A light snow was falling on February ninth as we prepared to head to the hospital. My labor had started late in the night, and I hadn’t wanted to rush to the hospital. I could tell that it would be a while yet before the baby came. I was in the shower when my water broke, which made me very happy. No need to replace the mattress this time. I barely even noticed, since I was wet already. I felt a releasing, as if I was peeing, but it felt different, heavier. So I got out of the shower and dried off, dressing in comfortable fleece sweats. I even took the time to dry my hair. Then I told Ben that my water had broken. He had panicked, rushing from room to room, making sure we had everything ready for the hospital stay. I had packed bags for me and for the baby, and had placed them by the door, because I knew he would be worried like this.

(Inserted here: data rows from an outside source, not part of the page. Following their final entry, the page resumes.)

//! Module for the main functionality, the pipeline and its steps

pub mod acquire;
pub mod pipeline;
pub mod sample;
//! Module for State Struct for the run

use libframegrab::{
	data::{
		layout::OutputLayout,
		run_mode::RunMode,
		sample_rate::SampleRate,
	},
	traits::pipeline_options::PipelineOptions,
	utils::to_absolute,
};

use crate::clap_conf::CliDerive;

/// Struct to keep configuration data for the [`PipelineOptions`] trait
#[derive(Debug, PartialEq, Clone)]
pub struct RunState {
	/// The URL to download, if any
	url:         Option<String>,
	/// All paths of the run, already absolute
	layout:      OutputLayout,
	/// Frames per second of video to extract
	sample_rate: SampleRate,
	/// Which steps to run
	run_mode:    RunMode,
}

impl RunState {
	/// Create a new instance from the already checked cli arguments
	/// The output path is made absolute, so that the printed paths are unambiguous
	pub fn new(main_args: &CliDerive) -> Result<Self, crate::Error> {
		let output_dir = to_absolute(&main_args.output_path)?;

		return Ok(Self {
			url:         main_args.url.clone(),
			layout:      OutputLayout::new(output_dir),
			sample_rate: main_args.fps,
			run_mode:    main_args.run_mode(),
		});
	}
}

impl PipelineOptions for RunState {
	fn source_url(&self) -> Option<&str> {
		return self.url.as_deref();
	}

	fn layout(&self) -> &OutputLayout {
		return &self.layout;
	}

	fn sample_rate(&self) -> SampleRate {
		return self.sample_rate;
	}

	fn run_mode(&self) -> RunMode {
		return self.run_mode;
	}
}
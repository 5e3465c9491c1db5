//! Module for the Error type of the binary

/// Error type for the "framegrab" binary
#[derive(thiserror::Error, Debug)]
pub enum Error {
	/// Wrapper Variant for [`libframegrab::Error`]
	#[error("{0}")]
	LibError(#[from] libframegrab::Error),
	/// Wrapper Variant for [`std::io::Error`]
	#[error("IoError: {0}")]
	IoError(#[from] std::io::Error),
	/// Wrapper Variant for [`flexi_logger::FlexiLoggerError`]
	#[error("LoggerError: {0}")]
	LoggerError(#[from] flexi_logger::FlexiLoggerError),
	/// Variant for invalid combinations of arguments that clap cannot express
	#[error("InvalidArguments: {0}")]
	InvalidArguments(String),
}

impl Error {
	/// Create a new [Self] as [Self::InvalidArguments]
	pub fn invalid_arguments<M: Into<String>>(msg: M) -> Self {
		return Self::InvalidArguments(msg.into());
	}
}
//! Module for all Logger related things

use colored::{
	Color,
	Colorize,
};
use flexi_logger::{
	DeferredNow,
	Logger,
	LoggerHandle,
	Record,
	style,
};

/// Start the logger at level "warn", unless "RUST_LOG" says otherwise
/// The returned handle is used to change the level later
#[inline]
pub fn setup_logger() -> Result<LoggerHandle, crate::Error> {
	let handle = Logger::try_with_env_or_str("warn")?
		.adaptive_format_for_stderr(flexi_logger::AdaptiveFormat::Custom(log_format, color_log_format))
		.log_to_stderr()
		.start()?;

	return Ok(handle);
}

/// ISO 8601 Time Format for logging
/// format to be "1977-11-30T13:30:30.000+0200"
pub const ISO8601_TIME_FORMAT: &str = "%Y-%m-%dT%H:%M:%S%.3f%z";

/// Logging format for non-interactive output
/// Not Colored and not padded
///
/// Example Lines:
/// `[2022-03-02T13:42:43.374+0100 ERROR module]: test line`
/// `[2022-03-02T13:42:43.374+0100 WARN module::deeper]: test line`
pub fn log_format(w: &mut dyn std::io::Write, now: &mut DeferredNow, record: &Record) -> Result<(), std::io::Error> {
	return write!(
		w,
		"[{} {} {}]: {}",
		now.format(ISO8601_TIME_FORMAT),
		record.level(),
		record.module_path().unwrap_or("<unnamed module>"),
		&record.args()
	);
}

/// Logging format for a tty
/// Colored and padded
///
/// Example Lines:
/// `[2022-03-02T13:42:43.374+0100 ERROR module]: test line`
/// `[2022-03-02T13:42:43.374+0100 WARN  module::deeper]: test line`
pub fn color_log_format(
	w: &mut dyn std::io::Write,
	now: &mut DeferredNow,
	record: &Record,
) -> Result<(), std::io::Error> {
	let level = record.level();
	return write!(
		w,
		"[{} {} {}]: {}",
		now.format(ISO8601_TIME_FORMAT).to_string().color(Color::BrightBlack),
		style(level).paint(format!("{level:5}")), // padding has to be applied before painting
		record.module_path().unwrap_or("<unnamed module>"),
		&record.args()
	);
}
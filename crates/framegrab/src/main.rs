#![allow(clippy::needless_return)]
#![warn(clippy::implicit_return)]

#[macro_use]
extern crate log;

use flexi_logger::LogSpecification;

mod clap_conf;
mod commands;
mod error;
mod logger;
mod state;
mod utils;

use clap_conf::CliDerive;
pub use error::Error;

/// Main
fn main() {
	if let Err(err) = run() {
		debug!("Run failed: {:?}", err);
		utils::print_error(err.to_string());

		// partial files are left as they are
		std::process::exit(1);
	}
}

/// Parse the arguments, set up logging and run the requested command
fn run() -> Result<(), crate::Error> {
	let logger_handle = logger::setup_logger()?;

	let cli_matches = CliDerive::custom_parse()?;

	colored::control::set_override(cli_matches.enable_colors());

	// apply cli "verbosity" argument to the log level
	logger_handle.set_new_spec(match cli_matches.verbosity {
		0 => LogSpecification::parse("warn"),
		1 => LogSpecification::parse("info"),
		2 => LogSpecification::parse("debug"),
		_ => LogSpecification::parse("trace"),
	}?);

	info!("CLI Verbosity is {}", cli_matches.verbosity);

	if let Some(shell) = cli_matches.completions {
		return commands::completions::command_completions(shell);
	}

	commands::run::command_run(&cli_matches)?;

	return Ok(());
}
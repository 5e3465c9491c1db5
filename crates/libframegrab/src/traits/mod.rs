//! Module for all traits used as seams between the library and its callers

pub mod pipeline_options;
pub mod pipeline_steps;
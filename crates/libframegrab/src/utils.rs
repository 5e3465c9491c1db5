//! Module for path helpers shared by the library and the binary

use std::path::{
	Path,
	PathBuf,
};

use path_absolutize::Absolutize;

/// Replace a leading "~" component with the home directory
/// "~user" forms are returned unchanged, [None] is returned if the home directory cannot be determined
pub fn expand_home<P: AsRef<Path>>(input: P) -> Option<PathBuf> {
	let path = input.as_ref();

	let Ok(rest) = path.strip_prefix("~") else {
		return Some(path.to_owned());
	};

	let home = dirs::home_dir()?;

	if rest.as_os_str().is_empty() {
		return Some(home);
	}

	return Some(home.join(rest));
}

/// Turn `input` into a absolute path, without requiring it to exist
///
/// - `~/videos` -> `HOME/videos`
/// - `out/./run/../frames` -> `CWD/out/frames`
/// - `/already/absolute` -> `/already/absolute`
pub fn to_absolute<P: AsRef<Path>>(input: P) -> Result<PathBuf, crate::Error> {
	let input = input.as_ref();

	let expanded = expand_home(input).ok_or_else(|| {
		return crate::Error::custom_ioerror_path(
			std::io::ErrorKind::InvalidInput,
			"Could not resolve the home directory",
			input,
		);
	})?;

	return match expanded.absolutize() {
		Ok(v) => Ok(v.to_path_buf()),
		Err(err) => Err(crate::Error::new(crate::error::ErrorInner::IoError(
			err,
			format!("Path \"{}\"", input.display()),
		))),
	};
}
//! Module for all spawn related things, like locating and building commands for the external tools

use std::process::ExitStatus;

pub mod ffmpeg;
pub mod locate;
pub mod ytdl;

/// How many lines of a command's output are kept for error messages
pub const ERROR_TAIL_LINES: usize = 10;

/// Get the last `count` non-empty lines of `output`, joined by a newline
pub fn last_lines(output: &str, count: usize) -> String {
	let lines: Vec<&str> = output.lines().filter(|v| return !v.trim().is_empty()).collect();
	let start = lines.len().saturating_sub(count);

	return lines[start..].join("\n");
}

/// Create a consistent [crate::Error] for when `name` exited with a non-0 status
/// `output` is expected to be the diagnostic output of the command, of which only the last lines are used
pub fn unsuccessful_command_exit(name: &str, status: ExitStatus, output: &str) -> crate::Error {
	let code = match status.code() {
		Some(code) => code.to_string(),
		None => "None (terminated by signal)".to_owned(),
	};

	return crate::Error::command_unsuccessful(format!(
		"{} did not successfully exit! Exit Code: {}\nLast Lines:\n{}",
		name,
		code,
		last_lines(output, ERROR_TAIL_LINES)
	));
}
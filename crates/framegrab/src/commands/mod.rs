//! Module for all (longer) commands

pub mod completions;
pub mod run;
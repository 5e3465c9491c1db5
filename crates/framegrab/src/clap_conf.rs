//! Module for Clap related structs (derived)

#![deny(missing_docs)] // comments are used for "--help" generation, so it should always be defined

use clap::{
	ArgAction,
	Parser,
};
use clap_complete::Shell;
use is_terminal::IsTerminal;
use libframegrab::data::{
	run_mode::RunMode,
	sample_rate::SampleRate,
};
use std::{
	path::PathBuf,
	str::FromStr,
};

/// Highest supported verbosity, everything above is the same as TRACE
const MAX_VERBOSITY: u8 = 3;

/// Trait to check and transform all Command Structures
trait Check {
	/// Check and transform self to be correct
	fn check(&mut self) -> Result<(), crate::Error>;
}

/// Download a video and extract still frames from it at a fixed rate
#[derive(Debug, Parser, Clone, PartialEq)]
#[command(author, version = env!("FRAMEGRAB_VERSION"), about, long_about = None)]
#[command(bin_name("framegrab"))]
#[command(args_override_self(true))] // specifying a argument multiple times overwrites the earlier ones
pub struct CliDerive {
	/// Source URL of the video, required unless "--frames-only" is used
	pub url:               Option<String>,
	/// Output directory, the video is written as "video.mp4" and the frames into "images/"
	#[arg(short = 'o', long = "output", env = "FRAMEGRAB_OUTPUT", default_value = ".")]
	pub output_path:       PathBuf,
	/// Frames to extract per second of video, may be fractional (like 0.5)
	#[arg(long = "fps", default_value = "1", value_parser = SampleRate::from_str)]
	pub fps:               SampleRate,
	/// Only download the video, dont extract frames
	#[arg(long = "video-only", alias = "download-only", conflicts_with = "frames_only")]
	pub video_only:        bool,
	/// Only extract frames from a already existing video in the output directory
	#[arg(long = "frames-only", alias = "extract-only")]
	pub frames_only:       bool,
	/// Explicit youtube-dl command to use, disables searching for it
	#[arg(long = "ytdl-path", env = "FRAMEGRAB_YTDL")]
	pub ytdl_path:         Option<PathBuf>,
	/// Explicit ffmpeg command to use, disables searching for it
	#[arg(long = "ffmpeg-path", env = "FRAMEGRAB_FFMPEG")]
	pub ffmpeg_path:       Option<PathBuf>,
	/// Print youtube-dl output
	/// This will still require logging verbosity set to 3 or "RUST_LOG=trace"
	#[arg(long = "command-log")]
	pub print_command_log: bool,
	/// Set Loggin verbosity (0 - Default - WARN, 1 - INFO, 2 - DEBUG, 3 - TRACE)
	#[arg(short, long, action = ArgAction::Count)]
	pub verbosity:         u8,
	/// Explicitly set interactive / not interactive
	#[arg(long = "interactive")]
	pub explicit_tty:      Option<bool>,
	/// Force Color to be active in any mode
	#[arg(long = "color")]
	pub force_color:       bool,
	/// Print shell completions for the given shell and exit
	#[arg(long = "completions", value_name = "SHELL")]
	pub completions:       Option<Shell>,
}

impl CliDerive {
	/// Execute clap::Parser::parse and apply custom validation and transformation logic
	pub fn custom_parse() -> Result<Self, crate::Error> {
		let mut parsed = Self::parse();

		Check::check(&mut parsed)?;

		return Ok(parsed);
	}

	/// Get if the mode is interactive or not
	#[must_use]
	pub fn is_interactive(&self) -> bool {
		if let Some(explicit) = self.explicit_tty {
			return explicit;
		}

		return std::io::stdout().is_terminal() && std::io::stdin().is_terminal();
	}

	/// Get if the colors are enabled or not
	#[must_use]
	pub fn enable_colors(&self) -> bool {
		return self.force_color | self.is_interactive();
	}

	/// Get which steps should be run
	#[must_use]
	pub fn run_mode(&self) -> RunMode {
		return RunMode::from_flags(self.video_only, self.frames_only);
	}
}

impl Check for CliDerive {
	fn check(&mut self) -> Result<(), crate::Error> {
		// nothing else is run when printing completions
		if self.completions.is_some() {
			return Ok(());
		}

		if self.video_only && self.frames_only {
			return Err(crate::Error::invalid_arguments(
				"\"--video-only\" and \"--frames-only\" cannot be used together",
			));
		}

		// normalize a blank url to be unset
		self.url = self
			.url
			.take()
			.map(|v| return v.trim().to_owned())
			.filter(|v| return !v.is_empty());

		if self.run_mode().runs_acquire() && self.url.is_none() {
			return Err(crate::Error::invalid_arguments(
				"A URL is required, unless \"--frames-only\" is used",
			));
		}

		self.verbosity = self.verbosity.min(MAX_VERBOSITY);

		return Ok(());
	}
}

#[cfg(test)]
mod test {
	use super::*;

	fn default_cli() -> CliDerive {
		return CliDerive {
			url:               Some("https://example.com/video/ID".to_owned()),
			output_path:       PathBuf::from("."),
			fps:               SampleRate::DEFAULT,
			video_only:        false,
			frames_only:       false,
			ytdl_path:         None,
			ffmpeg_path:       None,
			print_command_log: false,
			verbosity:         0,
			explicit_tty:      None,
			force_color:       false,
			completions:       None,
		};
	}

	#[test]
	fn test_verify_cli() {
		use clap::CommandFactory;
		CliDerive::command().debug_assert();
	}

	mod parse {
		use super::*;

		#[test]
		fn test_defaults() {
			let parsed = CliDerive::try_parse_from(["framegrab", "https://example.com/video/ID"])
				.expect("Expected parsing to be successfull");

			assert_eq!(PathBuf::from("."), parsed.output_path);
			assert_eq!(SampleRate::DEFAULT, parsed.fps);
			assert_eq!(RunMode::Full, parsed.run_mode());
		}

		#[test]
		fn test_fps_and_aliases() {
			let parsed = CliDerive::try_parse_from([
				"framegrab",
				"--fps",
				"0.5",
				"--download-only",
				"-o",
				"./out",
				"https://example.com/video/ID",
			])
			.expect("Expected parsing to be successfull");

			assert_eq!(SampleRate::new(0.5).unwrap(), parsed.fps);
			assert_eq!(RunMode::DownloadOnly, parsed.run_mode());
			assert_eq!(PathBuf::from("./out"), parsed.output_path);

			let parsed = CliDerive::try_parse_from(["framegrab", "--extract-only"])
				.expect("Expected parsing to be successfull");

			assert_eq!(RunMode::ExtractOnly, parsed.run_mode());
		}

		#[test]
		fn test_invalid_fps() {
			assert!(CliDerive::try_parse_from(["framegrab", "--fps", "0", "https://example.com"]).is_err());
			assert!(CliDerive::try_parse_from(["framegrab", "--fps", "-1", "https://example.com"]).is_err());
			assert!(CliDerive::try_parse_from(["framegrab", "--fps", "fast", "https://example.com"]).is_err());
		}

		#[test]
		fn test_modes_conflict() {
			let res = CliDerive::try_parse_from(["framegrab", "--video-only", "--frames-only", "https://example.com"]);

			assert_eq!(
				clap::error::ErrorKind::ArgumentConflict,
				res.expect_err("Expected a conflict").kind()
			);
		}

		#[test]
		fn test_verbosity_count() {
			let parsed = CliDerive::try_parse_from(["framegrab", "-vv", "https://example.com"])
				.expect("Expected parsing to be successfull");

			assert_eq!(2, parsed.verbosity);
		}
	}

	mod check {
		use super::*;

		#[test]
		fn test_unchanged() {
			let init_default = default_cli();

			let mut cloned = init_default.clone();
			assert!(cloned.check().is_ok());
			assert_eq!(init_default, cloned);
		}

		#[test]
		fn test_url_required() {
			let mut missing = default_cli();
			missing.url = None;
			assert!(missing.check().is_err());

			let mut blank = default_cli();
			blank.url = Some("   ".to_owned());
			blank.video_only = true;
			assert!(blank.check().is_err());
		}

		#[test]
		fn test_frames_only_without_url() {
			let mut init = default_cli();
			init.url = None;
			init.frames_only = true;

			assert!(init.check().is_ok());
			assert_eq!(RunMode::ExtractOnly, init.run_mode());
		}

		#[test]
		fn test_url_trimmed() {
			let mut init = default_cli();
			init.url = Some("  https://example.com/video/ID\n".to_owned());

			assert!(init.check().is_ok());
			assert_eq!(Some("https://example.com/video/ID".to_owned()), init.url);
		}

		#[test]
		fn test_completions_skip_validation() {
			let mut init = default_cli();
			init.url = None;
			init.completions = Some(Shell::Bash);

			assert!(init.check().is_ok());
		}

		#[test]
		fn test_verbosity_clamped() {
			let mut init = default_cli();
			init.verbosity = 9;

			assert!(init.check().is_ok());
			assert_eq!(3, init.verbosity);
		}
	}

	mod cli_derive {
		use super::*;

		#[test]
		fn test_is_interactive_explicit() {
			let mut init = default_cli();

			init.explicit_tty = Some(false);
			assert!(!init.is_interactive());

			init.explicit_tty = Some(true);
			assert!(init.is_interactive());
		}

		#[test]
		fn test_enable_colors_forced() {
			let mut init = default_cli();
			init.explicit_tty = Some(false);
			assert!(!init.enable_colors());

			init.force_color = true;
			assert!(init.enable_colors());
		}
	}
}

“Ben, we really should get going.”

He carried the bags out to the car, while I waddled behind him. I settled into the front seat while he put the bags into the trunk. The carseat was buckled into the backseat, and the sight of it there was heartening. The next time we used the car, there would be someone in that seat. Finally. That thought carried me through as a contraction slammed my body. I tried to remind myself to breathe through it, but, God, the pain was awful.

Ben drove very carefully on the way to the hospital. Between my labor and the snow, he was increasingly anxious as the drive went on. I didn’t blame him, but I did need him to stay calm, if only to keep me calm.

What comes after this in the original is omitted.